+++ RECORDS SHOWN +++

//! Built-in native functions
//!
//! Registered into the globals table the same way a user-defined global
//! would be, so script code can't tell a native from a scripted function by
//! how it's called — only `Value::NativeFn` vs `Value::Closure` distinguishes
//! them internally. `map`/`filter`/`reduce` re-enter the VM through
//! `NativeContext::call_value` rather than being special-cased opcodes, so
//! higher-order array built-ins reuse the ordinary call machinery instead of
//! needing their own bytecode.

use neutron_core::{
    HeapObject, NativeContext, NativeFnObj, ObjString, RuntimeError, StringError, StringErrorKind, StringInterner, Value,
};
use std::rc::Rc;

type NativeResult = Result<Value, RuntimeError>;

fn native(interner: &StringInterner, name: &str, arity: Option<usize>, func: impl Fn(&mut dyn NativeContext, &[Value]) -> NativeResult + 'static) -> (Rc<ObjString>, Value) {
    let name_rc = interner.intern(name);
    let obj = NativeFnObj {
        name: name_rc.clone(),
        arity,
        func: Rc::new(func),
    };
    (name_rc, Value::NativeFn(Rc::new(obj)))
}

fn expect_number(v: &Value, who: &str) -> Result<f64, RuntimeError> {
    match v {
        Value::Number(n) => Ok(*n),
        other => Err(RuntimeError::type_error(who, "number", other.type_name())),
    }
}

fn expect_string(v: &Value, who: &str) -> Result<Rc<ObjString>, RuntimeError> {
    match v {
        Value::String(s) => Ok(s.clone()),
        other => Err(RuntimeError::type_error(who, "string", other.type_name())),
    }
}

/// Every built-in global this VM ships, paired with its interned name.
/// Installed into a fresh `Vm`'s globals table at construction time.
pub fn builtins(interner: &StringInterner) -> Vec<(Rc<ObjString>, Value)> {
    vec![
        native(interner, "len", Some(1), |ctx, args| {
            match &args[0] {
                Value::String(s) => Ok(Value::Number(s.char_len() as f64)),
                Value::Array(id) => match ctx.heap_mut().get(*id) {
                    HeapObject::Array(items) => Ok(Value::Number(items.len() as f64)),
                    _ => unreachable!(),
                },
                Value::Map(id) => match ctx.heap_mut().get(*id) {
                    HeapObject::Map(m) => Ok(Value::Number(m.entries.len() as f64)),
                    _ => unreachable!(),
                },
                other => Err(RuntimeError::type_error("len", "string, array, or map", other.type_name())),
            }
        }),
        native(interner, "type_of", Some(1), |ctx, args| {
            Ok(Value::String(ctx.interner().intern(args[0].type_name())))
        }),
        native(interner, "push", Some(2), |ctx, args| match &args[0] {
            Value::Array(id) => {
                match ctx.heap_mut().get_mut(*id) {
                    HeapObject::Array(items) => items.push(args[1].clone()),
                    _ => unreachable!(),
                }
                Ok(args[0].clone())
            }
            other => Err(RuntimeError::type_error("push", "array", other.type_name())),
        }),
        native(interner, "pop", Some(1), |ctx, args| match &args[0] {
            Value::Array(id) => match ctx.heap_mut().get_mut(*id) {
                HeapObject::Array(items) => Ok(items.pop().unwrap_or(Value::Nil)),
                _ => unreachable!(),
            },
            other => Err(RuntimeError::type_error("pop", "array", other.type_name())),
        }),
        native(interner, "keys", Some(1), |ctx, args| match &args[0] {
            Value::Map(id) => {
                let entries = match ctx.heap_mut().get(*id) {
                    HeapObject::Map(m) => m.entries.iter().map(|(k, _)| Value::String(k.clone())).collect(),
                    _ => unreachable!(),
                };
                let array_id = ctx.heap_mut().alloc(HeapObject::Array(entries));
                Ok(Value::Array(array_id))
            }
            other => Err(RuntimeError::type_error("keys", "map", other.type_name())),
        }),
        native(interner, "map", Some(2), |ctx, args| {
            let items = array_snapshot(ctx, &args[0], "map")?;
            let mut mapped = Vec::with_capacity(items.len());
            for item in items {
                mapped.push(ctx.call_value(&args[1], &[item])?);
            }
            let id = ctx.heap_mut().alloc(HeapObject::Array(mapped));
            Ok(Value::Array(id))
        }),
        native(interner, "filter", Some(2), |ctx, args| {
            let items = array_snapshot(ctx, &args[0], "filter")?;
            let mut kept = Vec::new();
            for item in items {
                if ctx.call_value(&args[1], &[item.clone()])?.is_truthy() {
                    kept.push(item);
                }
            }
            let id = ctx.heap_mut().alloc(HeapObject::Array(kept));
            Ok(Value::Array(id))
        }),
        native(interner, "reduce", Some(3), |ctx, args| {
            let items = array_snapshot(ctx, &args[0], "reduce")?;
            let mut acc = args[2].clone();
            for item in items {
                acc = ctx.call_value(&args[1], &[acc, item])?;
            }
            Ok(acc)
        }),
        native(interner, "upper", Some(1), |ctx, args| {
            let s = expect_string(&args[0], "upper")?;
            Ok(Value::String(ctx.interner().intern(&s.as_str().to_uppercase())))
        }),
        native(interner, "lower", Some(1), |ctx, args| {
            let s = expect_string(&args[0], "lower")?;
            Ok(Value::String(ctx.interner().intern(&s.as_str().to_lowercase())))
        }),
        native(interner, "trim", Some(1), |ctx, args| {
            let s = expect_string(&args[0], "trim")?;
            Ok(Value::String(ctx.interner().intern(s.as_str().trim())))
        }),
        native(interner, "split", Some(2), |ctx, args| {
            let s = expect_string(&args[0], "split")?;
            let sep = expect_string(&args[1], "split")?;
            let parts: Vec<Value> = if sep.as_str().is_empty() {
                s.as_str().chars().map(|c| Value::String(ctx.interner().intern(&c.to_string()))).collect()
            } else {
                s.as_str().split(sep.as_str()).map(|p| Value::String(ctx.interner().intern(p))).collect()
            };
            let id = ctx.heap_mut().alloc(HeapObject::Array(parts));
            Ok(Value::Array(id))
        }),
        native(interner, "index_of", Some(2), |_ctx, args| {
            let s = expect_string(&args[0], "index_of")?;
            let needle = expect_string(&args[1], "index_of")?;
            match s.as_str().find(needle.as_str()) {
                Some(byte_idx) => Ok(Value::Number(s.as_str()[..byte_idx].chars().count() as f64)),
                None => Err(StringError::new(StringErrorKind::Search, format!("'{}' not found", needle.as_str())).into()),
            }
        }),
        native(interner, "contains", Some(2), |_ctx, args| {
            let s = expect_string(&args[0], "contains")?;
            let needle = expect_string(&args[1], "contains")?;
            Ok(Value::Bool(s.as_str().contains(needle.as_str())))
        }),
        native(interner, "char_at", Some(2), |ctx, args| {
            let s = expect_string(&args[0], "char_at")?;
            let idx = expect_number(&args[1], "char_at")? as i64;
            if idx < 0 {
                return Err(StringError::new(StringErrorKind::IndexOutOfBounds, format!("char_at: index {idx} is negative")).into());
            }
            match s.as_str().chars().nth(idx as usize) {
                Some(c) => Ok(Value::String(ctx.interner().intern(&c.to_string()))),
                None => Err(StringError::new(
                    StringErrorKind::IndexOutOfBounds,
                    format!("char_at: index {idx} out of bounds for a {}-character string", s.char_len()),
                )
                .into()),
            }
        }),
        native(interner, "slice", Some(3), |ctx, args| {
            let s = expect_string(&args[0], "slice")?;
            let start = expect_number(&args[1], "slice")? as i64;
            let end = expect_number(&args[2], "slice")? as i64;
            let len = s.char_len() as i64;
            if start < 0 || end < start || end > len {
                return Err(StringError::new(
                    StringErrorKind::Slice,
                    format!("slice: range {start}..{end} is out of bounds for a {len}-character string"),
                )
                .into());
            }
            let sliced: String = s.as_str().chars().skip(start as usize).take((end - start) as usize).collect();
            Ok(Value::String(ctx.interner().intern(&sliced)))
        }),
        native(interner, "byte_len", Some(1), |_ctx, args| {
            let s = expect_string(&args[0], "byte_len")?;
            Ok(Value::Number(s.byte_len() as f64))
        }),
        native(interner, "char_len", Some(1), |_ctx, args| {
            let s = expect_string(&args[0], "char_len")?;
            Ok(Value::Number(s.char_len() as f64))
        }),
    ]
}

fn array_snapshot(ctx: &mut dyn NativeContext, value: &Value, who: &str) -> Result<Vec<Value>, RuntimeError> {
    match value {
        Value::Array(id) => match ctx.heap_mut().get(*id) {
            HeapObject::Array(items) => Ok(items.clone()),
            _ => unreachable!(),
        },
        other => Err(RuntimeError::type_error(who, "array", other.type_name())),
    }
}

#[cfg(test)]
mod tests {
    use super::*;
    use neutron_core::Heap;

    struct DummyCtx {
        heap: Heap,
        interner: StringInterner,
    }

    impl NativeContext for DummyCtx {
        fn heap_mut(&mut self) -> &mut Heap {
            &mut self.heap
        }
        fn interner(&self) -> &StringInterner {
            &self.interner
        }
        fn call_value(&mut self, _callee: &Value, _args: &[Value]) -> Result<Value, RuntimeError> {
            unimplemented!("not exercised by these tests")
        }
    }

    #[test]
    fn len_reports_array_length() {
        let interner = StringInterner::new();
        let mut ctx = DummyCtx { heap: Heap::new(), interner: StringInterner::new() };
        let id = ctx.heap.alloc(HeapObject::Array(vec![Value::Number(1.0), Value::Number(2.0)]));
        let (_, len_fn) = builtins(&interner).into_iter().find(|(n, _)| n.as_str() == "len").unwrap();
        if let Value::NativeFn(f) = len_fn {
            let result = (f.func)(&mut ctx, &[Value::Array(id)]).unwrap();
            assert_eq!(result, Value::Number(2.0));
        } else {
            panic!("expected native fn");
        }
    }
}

+++
+++ RECORDS SHOWN +++

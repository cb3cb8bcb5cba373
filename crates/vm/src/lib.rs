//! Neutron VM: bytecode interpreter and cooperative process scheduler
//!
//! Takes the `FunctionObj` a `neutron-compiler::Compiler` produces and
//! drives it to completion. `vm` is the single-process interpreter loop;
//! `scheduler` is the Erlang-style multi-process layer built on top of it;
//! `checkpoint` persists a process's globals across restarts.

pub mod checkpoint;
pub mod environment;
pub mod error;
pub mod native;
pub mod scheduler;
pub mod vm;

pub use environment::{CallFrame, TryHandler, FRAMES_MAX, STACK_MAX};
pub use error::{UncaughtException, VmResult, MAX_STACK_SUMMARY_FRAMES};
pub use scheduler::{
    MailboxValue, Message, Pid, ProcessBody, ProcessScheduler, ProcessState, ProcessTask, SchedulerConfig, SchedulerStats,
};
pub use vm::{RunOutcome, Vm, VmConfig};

+++

**WHAT THE EXERCISE ASKS**
Would you print exactly, and only, the lines of the data above from the line with "Built-in native functions" through the line with "how it's called", inclusive?

**SOLUTION**
//! Built-in native functions
//!
//! Registered into the globals table the same way a user-defined global
//! would be, so script code can't tell a native from a scripted function by
//! how it's called — only `Value::NativeFn` vs `Value::Closure` distinguishes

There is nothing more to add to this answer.